DATA FOR THE TASK:
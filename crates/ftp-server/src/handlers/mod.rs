//! Command handlers: one module per FTP verb, dispatched from [`dispatch`].
//!
//! Every handler looks its [`ftp_core::Session`] up by `control_fd`,
//! performs its effect, writes the session back to the registry if it
//! changed, and returns the `(code, body)` pair the caller frames as a
//! [`ftp_protocol::Reply`]. Handlers never send the reply themselves — the
//! reactor's dispatch task owns the control descriptor for the duration of
//! one request/reply cycle.

mod cwd;
mod dele;
mod list;
mod mkd;
mod pasv;
mod port;
mod pwd;
mod retr;
mod rmd;
mod stor;

use std::os::unix::io::RawFd;
use std::sync::Arc;

use ftp_core::ServerConfig;
use logging_sink::LogSink;

use crate::command::Command;
use crate::error::{reply_for_error, ServerError};
use crate::registry::SessionRegistry;

/// Shared, read-mostly handles every handler needs: the registry, the
/// validated config, the reactor's epoll/wake descriptors, and the log sink.
pub struct HandlerContext {
    /// The single session registry shared by the reactor and every worker.
    pub registry: Arc<SessionRegistry>,
    /// Validated startup configuration (root directory, transfer cap, ...).
    pub config: Arc<ServerConfig>,
    /// The reactor's epoll instance, for handlers that register new descriptors.
    pub epoll_fd: RawFd,
    /// The reactor's wake-up (`eventfd`) descriptor, written to notify it of new PASSIVE listeners.
    pub wake_fd: RawFd,
    /// The shared log sink.
    pub log: LogSink,
}

/// Greets a newly accepted session. Always succeeds.
#[must_use]
pub fn greet() -> (u16, String) {
    (200, "ftpd ready".to_string())
}

/// Dispatches `command` against the session keyed by `control_fd`, returning
/// the `(code, body)` pair to frame as a reply.
///
/// A handler error is translated via [`reply_for_error`] rather than
/// propagated, so the caller can always send a reply regardless of outcome.
#[must_use]
pub fn dispatch(ctx: &HandlerContext, control_fd: RawFd, command: Command) -> (u16, String) {
    let outcome = match command {
        Command::Pwd => pwd::handle(ctx, control_fd),
        Command::Cwd(arg) => cwd::handle(ctx, control_fd, &arg),
        Command::Mkd(arg) => mkd::handle(ctx, control_fd, &arg),
        Command::Rmd(arg) => rmd::handle(ctx, control_fd, &arg),
        Command::Dele(arg) => dele::handle(ctx, control_fd, &arg),
        Command::Port(arg) => port::handle(ctx, control_fd, &arg),
        Command::Pasv => pasv::handle(ctx, control_fd),
        Command::List(arg) => list::handle(ctx, control_fd, &arg),
        Command::Retr(arg) => retr::handle(ctx, control_fd, &arg),
        Command::Stor(arg) => stor::handle(ctx, control_fd, &arg),
        Command::Quit => quit_handle(ctx, control_fd),
        Command::Unknown => Err(ServerError::UnknownCommand),
    };

    match outcome {
        Ok(reply) => reply,
        Err(err) => {
            tracing::warn!(control_fd, error = %err, "command failed");
            reply_for_error(&err)
        }
    }
}

fn quit_handle(ctx: &HandlerContext, control_fd: RawFd) -> Result<(u16, String), ServerError> {
    ctx.registry.lookup(control_fd)?;
    Ok((221, "goodbye".to_string()))
}

/// Closes whichever data descriptor(s) a session already holds before
/// `PORT`/`PASV` installs a new one: an open `data_fd` (dialed or promoted
/// from a prior listener), and/or a still-pending `listen_fd` from an
/// earlier `PASV` that was never connected to. At most one of the two is
/// ever set, but closing both unconditionally means neither handler has to
/// know which mode the session was previously in.
pub(super) fn close_existing_data_channel(session: &mut ftp_core::Session) {
    #[allow(unsafe_code)]
    if let Some(fd) = session.data_fd.take() {
        unsafe {
            libc::close(fd);
        }
    }
    #[allow(unsafe_code)]
    if let Some(fd) = session.listen_fd.take() {
        unsafe {
            libc::close(fd);
        }
    }
}


/// Shared handler-test scaffolding: a [`HandlerContext`] over a throwaway registry.
#[cfg(test)]
pub(crate) mod test_support {
    use super::HandlerContext;
    use crate::registry::SessionRegistry;
    use ftp_core::ServerConfig;
    use std::path::{Path, PathBuf};
    use std::sync::Arc;

    pub(crate) fn context(root: &Path) -> HandlerContext {
        HandlerContext {
            registry: Arc::new(SessionRegistry::new()),
            config: Arc::new(config(root)),
            epoll_fd: -1,
            wake_fd: -1,
            log: logging_sink::LogSink::stdout(),
        }
    }

    pub(crate) fn config(root: &Path) -> ServerConfig {
        ServerConfig {
            log_file: None,
            threads_number: 1,
            control_port: 0,
            data_port: 0,
            connection_queue_size: 1,
            root_directory: root.to_path_buf(),
            max_transfer_bytes: None,
            log_level: "info".to_string(),
        }
    }

    pub(crate) fn root_arc(root: &Path) -> Arc<PathBuf> {
        Arc::new(root.to_path_buf())
    }
}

ASSIGNMENT:
Return every line from the records above that holds the word "caller".

OUTPUT FOR THIS EXERCISE:
//! changed, and returns the `(code, body)` pair the caller frames as a
/// propagated, so the caller can always send a reply regardless of outcome.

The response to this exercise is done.